** Given entries follows **
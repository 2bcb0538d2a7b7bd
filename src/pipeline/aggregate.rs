//! Fan-in: fold the ordered page results of a job into one [`JobResult`].

use crate::output::{Job, JobResult, PageResult};
use crate::progress::JobProgressCallback;
use std::time::Instant;
use tracing::{error, info};

/// Log every page outcome and summarise the job.
///
/// `results` must already be in submission order. They are consumed here, so
/// the pool round's paths and error strings are released before archival.
pub fn aggregate(
    job: &Job,
    results: Vec<PageResult>,
    started: Instant,
    progress: &dyn JobProgressCallback,
) -> JobResult {
    let total_pages = results.len();
    let mut success_count = 0;
    let mut fail_count = 0;

    for result in &results {
        match &result.outcome {
            Ok(path) => {
                info!("  Saved Page {} to {}", result.page_num, path.display());
                success_count += 1;
            }
            Err(e) => {
                error!("  Failed Page {}: {}", result.page_num, e);
                fail_count += 1;
            }
        }
        progress.on_page_result(job, result);
    }
    drop(results);

    JobResult {
        total_pages,
        success_count,
        fail_count,
        elapsed: started.elapsed(),
    }
}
** End of Given entries **
_Prompt_: If a line above holds the string "info", copy it out.

_Answer to this task_:
use tracing::{error, info};
                info!("  Saved Page {} to {}", result.page_num, path.display());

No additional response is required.